- [Exercise directions]: How many lines in the records below contain "return"? Reply with the number alone.

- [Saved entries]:

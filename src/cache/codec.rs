//! Counter Codec Module
//!
//! Encodes and decodes `u64` counters as unsigned LEB128 varints, the format
//! expected by INCREMENT and DECREMENT.

use thiserror::Error;

/// Longest possible encoding of a `u64` (ceil(64 / 7) bytes).
pub const MAX_ENCODED_LEN: usize = 10;

// == Counter Error ==
/// Reasons a stored value cannot be read back as a counter.
#[derive(Error, Debug, Clone, Copy, PartialEq, Eq)]
pub enum CounterError {
    /// The value holds no bytes at all
    #[error("counter value is empty")]
    Empty,

    /// The last byte still has the continuation bit set
    #[error("counter value is truncated")]
    Truncated,

    /// The varint does not fit in 64 bits
    #[error("counter value overflows a 64-bit integer")]
    Overflow,
}

// == Encode ==
/// Encodes `n` into its shortest varint form.
pub fn encode_counter(mut n: u64) -> Vec<u8> {
    let mut buf = Vec::with_capacity(MAX_ENCODED_LEN);
    while n >= 0x80 {
        buf.push((n as u8) | 0x80);
        n >>= 7;
    }
    buf.push(n as u8);
    buf
}

// == Decode ==
/// Decodes the leading varint of `bytes`.
///
/// Bytes after the terminating byte are ignored, so zero-padded fixed width
/// buffers decode to the same counter.
pub fn decode_counter(bytes: &[u8]) -> Result<u64, CounterError> {
    if bytes.is_empty() {
        return Err(CounterError::Empty);
    }

    let mut n: u64 = 0;
    for (i, &byte) in bytes.iter().take(MAX_ENCODED_LEN).enumerate() {
        let shift = 7 * i as u32;
        if byte < 0x80 {
            // the tenth byte may only carry the single remaining bit
            if i == MAX_ENCODED_LEN - 1 && byte > 1 {
                return Err(CounterError::Overflow);
            }
            return Ok(n | (u64::from(byte) << shift));
        }
        n |= u64::from(byte & 0x7f) << shift;
    }

    if bytes.len() >= MAX_ENCODED_LEN {
        Err(CounterError::Overflow)
    } else {
        Err(CounterError::Truncated)
    }
}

- [Written solution]: 3